Collected data entries
// Access-credential issuance and refresh-secret crypto.
//
// Access credentials are short-lived HS256 JWTs; refresh secrets are opaque
// 48-byte random values handed to the client as hex and persisted only as a
// keyed HMAC-SHA-256 digest.

use hmac::{Hmac, Mac};
use jsonwebtoken::{decode, encode, Algorithm, DecodingKey, EncodingKey, Header, Validation};
use rand::RngCore;
use sha2::Sha256;
use std::time::{SystemTime, UNIX_EPOCH};
use thiserror::Error;

use crate::models::auth::AccessTokenClaims;
use crate::models::user::User;

/// Server-side leeway applied uniformly to exp/nbf validation, in seconds
pub const ACCESS_LEEWAY_SECS: u64 = 15;

/// Raw refresh secret length in bytes (96 hex characters on the wire)
pub const REFRESH_SECRET_BYTES: usize = 48;

type HmacSha256 = Hmac<Sha256>;

// Error types for token operations
#[derive(Error, Debug)]
pub enum TokenError {
    #[error("Token encoding error: {0}")]
    EncodingError(String),

    #[error("Invalid key format: {0}")]
    InvalidKeyFormat(String),

    #[error("Clock error: {0}")]
    ClockError(String),

    #[error("Token expired")]
    TokenExpired,

    #[error("Invalid token")]
    InvalidToken,
}

impl From<jsonwebtoken::errors::Error> for TokenError {
    fn from(err: jsonwebtoken::errors::Error) -> Self {
        use jsonwebtoken::errors::ErrorKind;
        match err.kind() {
            ErrorKind::ExpiredSignature => TokenError::TokenExpired,
            ErrorKind::InvalidToken
            | ErrorKind::InvalidSignature
            | ErrorKind::InvalidAudience
            | ErrorKind::InvalidIssuer => TokenError::InvalidToken,
            _ => TokenError::EncodingError(err.to_string()),
        }
    }
}

/// Signing configuration for access credentials plus the refresh HMAC key
#[derive(Clone)]
pub struct TokenConfig {
    /// Access-credential lifetime in milliseconds
    pub access_expiry_ms: u64,
    pub algorithm: Algorithm,

    pub audience: String,
    pub issuer: String,

    pub access_encoding_key: EncodingKey,
    pub access_decoding_key: DecodingKey,

    /// Key for refresh-secret HMAC digests
    pub refresh_hash_key: Vec<u8>,

    // Key versioning for rotation
    pub key_version: u32,
}

impl std::fmt::Debug for TokenConfig {
    fn fmt(&self, f: &mut std::fmt::Formatter<'_>) -> std::fmt::Result {
        f.debug_struct("TokenConfig")
            .field("access_expiry_ms", &self.access_expiry_ms)
            .field("algorithm", &self.algorithm)
            .field("audience", &self.audience)
            .field("issuer", &self.issuer)
            .field("access_encoding_key", &"<redacted>")
            .field("access_decoding_key", &"<redacted>")
            .field("refresh_hash_key", &"<redacted>")
            .field("key_version", &self.key_version)
            .finish()
    }
}

impl TokenConfig {
    /// Build token config from provided parameters - shared by from_env and for_test
    fn build_from_params(
        access_secret: &str,
        refresh_hash_key: &str,
        access_expiry_ms: u64,
        audience: String,
        issuer: String,
        key_version: u32,
    ) -> Self {
        TokenConfig {
            access_expiry_ms,
            algorithm: Algorithm::HS256,
            audience,
            issuer,
            access_encoding_key: EncodingKey::from_secret(access_secret.as_bytes()),
            access_decoding_key: DecodingKey::from_secret(access_secret.as_bytes()),
            refresh_hash_key: refresh_hash_key.as_bytes().to_vec(),
            key_version,
        }
    }

    /// Create token config from centralized app configuration
    pub fn from_env() -> Self {
        let config = crate::app_config::config();

        Self::build_from_params(
            &config.jwt.access_secret,
            &config.security.refresh_hash_key,
            config.jwt.access_expiry_ms,
            config.jwt.audience.clone(),
            config.jwt.issuer.clone(),
            config.jwt.key_version,
        )
    }

    /// Create token config for tests without touching the global config
    pub fn for_test() -> Self {
        Self::build_from_params(
            "test-access-secret-hs256-at-least-32b",
            "test-refresh-hmac-key-never-use-in-production",
            180_000,
            "test.chirp.social".to_string(),
            "test.chirp.social".to_string(),
            1,
        )
    }
}

/// Credential issuer: signs access credentials and derives refresh digests
pub struct TokenService {
    config: TokenConfig,
}

impl TokenService {
    pub fn new(config: TokenConfig) -> Self {
        Self { config }
    }

    pub fn from_env() -> Self {
        Self::new(TokenConfig::from_env())
    }

    /// Access-credential lifetime in milliseconds
    pub fn access_expiry_ms(&self) -> u64 {
        self.config.access_expiry_ms
    }

    fn now_secs() -> Result<u64, TokenError> {
        SystemTime::now()
            .duration_since(UNIX_EPOCH)
            .map(|d| d.as_secs())
            .map_err(|e| TokenError::ClockError(e.to_string()))
    }

    /// Sign an access credential carrying the user's profile snapshot.
    /// Returns the token and its lifetime in milliseconds. Never blocks on I/O.
    pub fn issue_access(&self, user: &User) -> Result<(String, u64), TokenError> {
        let now = Self::now_secs()?;

        let claims = AccessTokenClaims {
            sub: user.id.to_string(),
            name: user.display_name.clone(),
            username: user.username.clone(),
            aud: self.config.audience.clone(),
            iss: self.config.issuer.clone(),
            iat: now,
            exp: now + self.config.access_expiry_ms / 1000,
        };

        let mut header = Header::new(self.config.algorithm);
        header.kid = Some(self.config.key_version.to_string());

        let token = encode(&header, &claims, &self.config.access_encoding_key)?;
        Ok((token, self.config.access_expiry_ms))
    }

    /// Validate an access credential and return the decoded claims.
    ///
    /// The 15 s leeway covers exp and nbf uniformly; iat is not bound-checked
    /// beyond the sensitive-route comparison against password_changed_at.
    pub fn verify_access(&self, token: &str) -> Result<AccessTokenClaims, TokenError> {
        let mut validation = Validation::new(self.config.algorithm);
        validation.set_audience(&[self.config.audience.clone()]);
        validation.set_issuer(&[self.config.issuer.clone()]);
        validation.validate_exp = true;
        validation.validate_nbf = true;
        validation.leeway = ACCESS_LEEWAY_SECS;

        let token_data =
            decode::<AccessTokenClaims>(token, &self.config.access_decoding_key, &validation)?;

        Ok(token_data.claims)
    }

    /// Draw a fresh refresh secret: 48 bytes from the OS RNG as 96 hex chars
    pub fn generate_refresh_secret(&self) -> String {
        let mut bytes = [0u8; REFRESH_SECRET_BYTES];
        rand::rngs::OsRng.fill_bytes(&mut bytes);
        hex::encode(bytes)
    }

    /// Keyed HMAC-SHA-256 digest of a raw refresh secret, hex-encoded.
    /// Deterministic; the digest is what lands in storage.
    pub fn hash_refresh(&self, raw: &str) -> String {
        let mut mac = HmacSha256::new_from_slice(&self.config.refresh_hash_key)
            .expect("HMAC accepts keys of any length");
        mac.update(raw.as_bytes());
        hex::encode(mac.finalize().into_bytes())
    }
}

### [Your goal]
Apply a filter for "configuration" to the data above, then copy each line that matches.

### [Reply to the task]
/// Signing configuration for access credentials plus the refresh HMAC key
    /// Create token config from centralized app configuration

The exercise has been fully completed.